FESTINOA,
Cielo Griselda. A Estética da Diferença
e o Ensino das Literaturas de Língua Inglesa. São Paulo: UNIP, 2014.
Sempre
se deve considerar o contexto de produção de uma narrativa literária,
especialmente daquelas de culturas distantes de nós em tempo e espaço, porque
nos ajuda a reconhecer a pluralidade da estética e suas diferentes
manifestações.
A
partir dessa perspectiva é relevante fazer uma leitura crítica do conceito do
literário, como um conceito definido localmente e, no panorama atual, em
contraponto com outras visões de literatura em outras partes do mundo.
A
estética evoca o que é universal, único, comum, homogêneo, natural,
desinteressado, idealista, metafísico (FREITAS CATON, 2002, p. 279), enquanto a
diferença aponta para o que é local, situado, contingente, múltiplo,
heterogêneo, considerado de uma determinada perspectiva comunitária.
A
ideia da estética como uma concepção única está associada com os valores
ocidentais, como sendo uma perspectiva verdadeira e genuína.

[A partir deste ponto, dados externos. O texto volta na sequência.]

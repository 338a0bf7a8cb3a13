use std::path::PathBuf;
use std::time::Duration;

/// 服务器配置 - 区域导航服务的所有配置项
///
/// # 环境变量
///
/// 所有配置项都可以通过环境变量覆盖（启动时先加载 `.env`）：
///
/// | 环境变量 | 默认值 | 说明 |
/// |----------|--------|------|
/// | WORK_DIR | ./data | 工作目录 (数据库、上传文件、日志) |
/// | DATABASE_URL | sqlite:{WORK_DIR}/zones.db | SQLite 连接串 |
/// | HTTP_PORT | 3000 | HTTP 服务端口 |
/// | ENVIRONMENT | development | 运行环境 |
/// | LOG_LEVEL | info | 未设置 RUST_LOG 时的日志级别 |
/// | LOG_JSON | 生产环境为 true | JSON 日志格式 |
/// | PUBLIC_BASE_URL | http://localhost:{HTTP_PORT} | 图片 URL 前缀 |
/// | MAX_UPLOAD_BYTES | 10485760 | 图片上传大小上限 |
/// | DETECTION_PROGRAM | detect-apartments | 区域识别可执行程序 |
/// | DETECTION_ARGS | (空) | 识别程序的前置参数 (空格分隔) |
/// | DETECTION_TIMEOUT_SECS | 120 | 识别进程超时(秒) |
/// | DETECTION_TEMP_DIR | 系统临时目录 | 识别输入文件的暂存目录 |
/// | PREFETCH_FLOOR_COUNT | 5 | 楼栋视图返回的预加载楼层数 |
///
/// # 示例
///
/// ```ignore
/// WORK_DIR=/data/zones HTTP_PORT=8080 cargo run -p zone-server
/// ```
#[derive(Debug, Clone)]
pub struct Config {
    /// 工作目录，存储数据库、上传文件、日志
    pub work_dir: PathBuf,
    pub database_url: String,
    /// HTTP API 服务端口
    pub http_port: u16,
    /// 运行环境: development | staging | production
    pub environment: String,
    pub log_level: String,
    pub log_json: bool,
    /// 对外可访问的服务地址，用于拼接图片 URL
    pub public_base_url: String,
    pub max_upload_bytes: usize,

    // === 区域识别 ===
    pub detection_program: String,
    pub detection_args: Vec<String>,
    pub detection_timeout_secs: u64,
    pub detection_temp_dir: Option<PathBuf>,

    // === 导航 ===
    pub prefetch_floor_count: u32,
}

fn env_or<T: std::str::FromStr>(name: &str, default: T) -> T {
    std::env::var(name)
        .ok()
        .and_then(|v| v.parse().ok())
        .unwrap_or(default)
}

impl Config {
    /// 从环境变量加载配置
    ///
    /// 如果环境变量未设置，使用默认值
    pub fn from_env() -> Self {
        let work_dir = PathBuf::from(std::env::var("WORK_DIR").unwrap_or_else(|_| "./data".into()));
        let http_port = env_or("HTTP_PORT", 3000u16);
        let environment = std::env::var("ENVIRONMENT").unwrap_or_else(|_| "development".into());
        let is_production = environment == "production";

        Self {
            database_url: std::env::var("DATABASE_URL").unwrap_or_else(|_| {
                format!("sqlite:{}", work_dir.join("zones.db").display())
            }),
            http_port,
            log_level: std::env::var("LOG_LEVEL").unwrap_or_else(|_| "info".into()),
            log_json: env_or("LOG_JSON", is_production),
            public_base_url: std::env::var("PUBLIC_BASE_URL")
                .unwrap_or_else(|_| format!("http://localhost:{http_port}")),
            max_upload_bytes: env_or("MAX_UPLOAD_BYTES", 10 * 1024 * 1024),
            detection_program: std::env::var("DETECTION_PROGRAM")
                .unwrap_or_else(|_| "detect-apartments".into()),
            detection_args: std::env::var("DETECTION_ARGS")
                .unwrap_or_default()
                .split_whitespace()
                .map(str::to_string)
                .collect(),
            detection_timeout_secs: env_or("DETECTION_TIMEOUT_SECS", 120),
            detection_temp_dir: std::env::var("DETECTION_TEMP_DIR")
                .ok()
                .filter(|s| !s.is_empty())
                .map(PathBuf::from),
            prefetch_floor_count: env_or("PREFETCH_FLOOR_COUNT", 5),
            environment,
            work_dir,
        }
    }

    /// 使用自定义工作目录覆盖部分配置
    ///
    /// 常用于测试场景
    pub fn with_overrides(work_dir: impl Into<PathBuf>, http_port: u16) -> Self {
        let mut config = Self::from_env();
        config.work_dir = work_dir.into();
        config.database_url = format!("sqlite:{}", config.work_dir.join("zones.db").display());
        config.http_port = http_port;
        config.public_base_url = format!("http://localhost:{http_port}");
        config
    }

    /// 确保工作目录结构存在
    pub fn ensure_work_dir_structure(&self) -> std::io::Result<()> {
        std::fs::create_dir_all(&self.work_dir)?;
        std::fs::create_dir_all(self.uploads_dir())?;
        std::fs::create_dir_all(self.logs_dir())?;
        if let Some(dir) = &self.detection_temp_dir {
            std::fs::create_dir_all(dir)?;
        }
        Ok(())
    }

    /// 上传文件根目录
    pub fn uploads_dir(&self) -> PathBuf {
        self.work_dir.join("uploads")
    }

    /// 日志目录
    pub fn logs_dir(&self) -> PathBuf {
        self.work_dir.join("logs")
    }

    pub fn detection_timeout(&self) -> Duration {
        Duration::from_secs(self.detection_timeout_secs)
    }

    /// 是否生产环境
    pub fn is_production(&self) -> bool {
        self.environment == "production"
    }
}

impl Default for Config {
    fn default() -> Self {
        Self::from_env()
    }
}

Isso já vem
mostrar que a estética não é desinteressada, mas privilegia uma determinada
ideologia que tenta passar por universal.
A
visão universalista da estética é o resultado de uma relação sensorial
individual com o mundo, independente de tempo e lugar.
Quando
a estética é entendida como uma prática comunitária e diretamente relacionada
com a cultura em que é experimentada, percebe-se que culturas diversas têm
diferentes teorias estéticas, propõem metáforas literárias que têm marcas das
culturas em que são desenvolvidas e, por extensão, vão se relacionar com o que
é considerado como uma obra de arte de maneira diferenciada.
A
diferença pode ser entendida como um jogo (play) permanente entre forças
eruptivas e não disruptivas por meio das quais se geram as diferentes
identidades culturais.
A
diferença é sempre experimental e inovadora, multiplica-se em múltiplos
contextos e implica o amor das formas diferentes. É isso o que a estética da
diferença tem como objetivo: o amor do Outro por meio da apreciação de formas
diferentes.
É
a partir dessa estética da diferença que entendemos o conceito do literário não
como uma categoria universal, mas como culturalmente contingente: uma das
formas estéticas que, em conjunto com a imaginação, articula o que um povo
aprende da sua experiência: sabedoria, preconceitos, costumes, crenças,
práticas etc.
A
Literatura tem significado diferentes coisas para diferentes culturas através
dos séculos. Isso se deve a que cada cultura não só tem suas próprias
estratégias retóricas e estilos, mas também uma maneira diferenciada de
entender, por exemplo, conceitos como o amor, o que está longe de ser uma
categoria universal.
Se
no século dezoito o termo literatura era mais amplo, na primeira metade do século
dezenove, o Ocidente restringiu o conceito de literatura àquelas narrativas.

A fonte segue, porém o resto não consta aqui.